● **Problem statement**
Find the string "contains" in the records and copy each line where it occurs.

★ ★ ★ ★

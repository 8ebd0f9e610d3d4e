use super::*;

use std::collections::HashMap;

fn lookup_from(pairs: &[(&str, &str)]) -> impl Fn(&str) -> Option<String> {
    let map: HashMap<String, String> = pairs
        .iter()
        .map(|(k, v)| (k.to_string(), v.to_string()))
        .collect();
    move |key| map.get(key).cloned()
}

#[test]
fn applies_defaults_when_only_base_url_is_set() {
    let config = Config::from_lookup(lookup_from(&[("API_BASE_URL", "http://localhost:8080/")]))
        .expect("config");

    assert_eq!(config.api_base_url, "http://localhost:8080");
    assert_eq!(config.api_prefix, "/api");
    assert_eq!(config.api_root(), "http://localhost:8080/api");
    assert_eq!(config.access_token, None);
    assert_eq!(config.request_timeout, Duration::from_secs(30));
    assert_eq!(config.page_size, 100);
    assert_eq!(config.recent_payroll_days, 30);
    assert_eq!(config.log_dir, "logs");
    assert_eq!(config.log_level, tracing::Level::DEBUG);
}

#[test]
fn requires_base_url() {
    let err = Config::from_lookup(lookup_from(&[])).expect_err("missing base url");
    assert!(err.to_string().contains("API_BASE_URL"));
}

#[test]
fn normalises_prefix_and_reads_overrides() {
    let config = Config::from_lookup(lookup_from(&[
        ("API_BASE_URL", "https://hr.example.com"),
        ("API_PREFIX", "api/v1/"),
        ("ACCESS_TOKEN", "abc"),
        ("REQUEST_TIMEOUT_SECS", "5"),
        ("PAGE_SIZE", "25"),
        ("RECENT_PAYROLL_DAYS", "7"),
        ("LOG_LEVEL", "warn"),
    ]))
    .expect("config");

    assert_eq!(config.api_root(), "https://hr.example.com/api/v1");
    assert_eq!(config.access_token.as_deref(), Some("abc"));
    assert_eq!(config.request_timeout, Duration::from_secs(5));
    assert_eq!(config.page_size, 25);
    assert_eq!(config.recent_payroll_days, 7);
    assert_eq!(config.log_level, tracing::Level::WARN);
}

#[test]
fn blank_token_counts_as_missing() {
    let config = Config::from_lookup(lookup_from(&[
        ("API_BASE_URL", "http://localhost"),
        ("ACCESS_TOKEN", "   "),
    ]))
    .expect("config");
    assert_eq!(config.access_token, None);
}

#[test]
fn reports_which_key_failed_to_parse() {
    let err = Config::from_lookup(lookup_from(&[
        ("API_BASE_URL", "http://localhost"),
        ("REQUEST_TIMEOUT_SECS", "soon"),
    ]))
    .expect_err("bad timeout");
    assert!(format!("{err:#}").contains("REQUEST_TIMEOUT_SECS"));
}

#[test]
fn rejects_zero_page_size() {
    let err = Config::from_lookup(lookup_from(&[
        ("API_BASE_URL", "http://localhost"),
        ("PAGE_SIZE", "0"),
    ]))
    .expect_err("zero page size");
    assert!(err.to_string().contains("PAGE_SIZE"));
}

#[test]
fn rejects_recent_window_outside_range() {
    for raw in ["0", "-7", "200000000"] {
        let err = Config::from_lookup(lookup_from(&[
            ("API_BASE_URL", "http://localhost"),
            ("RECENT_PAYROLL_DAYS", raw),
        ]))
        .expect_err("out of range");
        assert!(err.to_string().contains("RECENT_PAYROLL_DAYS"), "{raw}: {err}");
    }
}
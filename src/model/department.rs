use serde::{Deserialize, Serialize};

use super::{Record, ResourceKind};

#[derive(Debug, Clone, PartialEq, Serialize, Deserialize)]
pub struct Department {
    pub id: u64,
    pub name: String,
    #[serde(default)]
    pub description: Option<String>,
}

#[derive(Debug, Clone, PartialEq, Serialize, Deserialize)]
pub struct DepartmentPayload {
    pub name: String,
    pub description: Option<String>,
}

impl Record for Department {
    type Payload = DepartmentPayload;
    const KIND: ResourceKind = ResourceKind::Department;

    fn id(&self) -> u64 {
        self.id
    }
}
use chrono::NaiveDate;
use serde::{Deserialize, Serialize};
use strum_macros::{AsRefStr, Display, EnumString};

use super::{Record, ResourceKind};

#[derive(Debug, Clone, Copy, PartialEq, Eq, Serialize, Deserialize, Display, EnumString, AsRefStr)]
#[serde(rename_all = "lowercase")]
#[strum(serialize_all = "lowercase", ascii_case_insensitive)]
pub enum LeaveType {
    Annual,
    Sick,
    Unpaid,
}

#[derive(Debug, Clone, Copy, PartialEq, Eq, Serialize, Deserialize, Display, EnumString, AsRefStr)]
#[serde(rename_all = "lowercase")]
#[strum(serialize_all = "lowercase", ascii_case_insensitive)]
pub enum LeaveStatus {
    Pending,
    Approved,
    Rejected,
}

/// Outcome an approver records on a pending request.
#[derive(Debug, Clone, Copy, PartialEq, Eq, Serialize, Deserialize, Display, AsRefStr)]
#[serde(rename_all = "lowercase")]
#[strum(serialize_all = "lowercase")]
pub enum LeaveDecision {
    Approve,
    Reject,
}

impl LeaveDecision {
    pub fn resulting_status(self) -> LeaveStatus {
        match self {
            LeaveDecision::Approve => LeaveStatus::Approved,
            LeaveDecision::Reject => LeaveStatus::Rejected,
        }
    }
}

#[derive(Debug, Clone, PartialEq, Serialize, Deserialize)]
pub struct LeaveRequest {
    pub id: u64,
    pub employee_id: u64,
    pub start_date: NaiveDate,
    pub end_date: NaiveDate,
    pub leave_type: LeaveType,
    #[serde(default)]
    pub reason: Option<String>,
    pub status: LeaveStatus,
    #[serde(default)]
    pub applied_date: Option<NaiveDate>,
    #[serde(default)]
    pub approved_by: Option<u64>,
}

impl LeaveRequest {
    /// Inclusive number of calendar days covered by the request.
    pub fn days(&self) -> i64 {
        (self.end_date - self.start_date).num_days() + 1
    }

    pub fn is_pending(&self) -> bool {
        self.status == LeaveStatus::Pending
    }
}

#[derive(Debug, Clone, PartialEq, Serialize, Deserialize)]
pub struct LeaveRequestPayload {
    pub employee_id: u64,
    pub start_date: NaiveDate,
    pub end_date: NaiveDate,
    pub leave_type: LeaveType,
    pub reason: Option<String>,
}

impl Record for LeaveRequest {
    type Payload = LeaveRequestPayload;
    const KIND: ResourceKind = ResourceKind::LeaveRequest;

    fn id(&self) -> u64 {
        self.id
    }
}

★ ★ ★ ★

● **Answer for the task**
    assert!(err.to_string().contains("API_BASE_URL"));
    assert!(format!("{err:#}").contains("REQUEST_TIMEOUT_SECS"));
    assert!(err.to_string().contains("PAGE_SIZE"));
        assert!(err.to_string().contains("RECENT_PAYROLL_DAYS"), "{raw}: {err}");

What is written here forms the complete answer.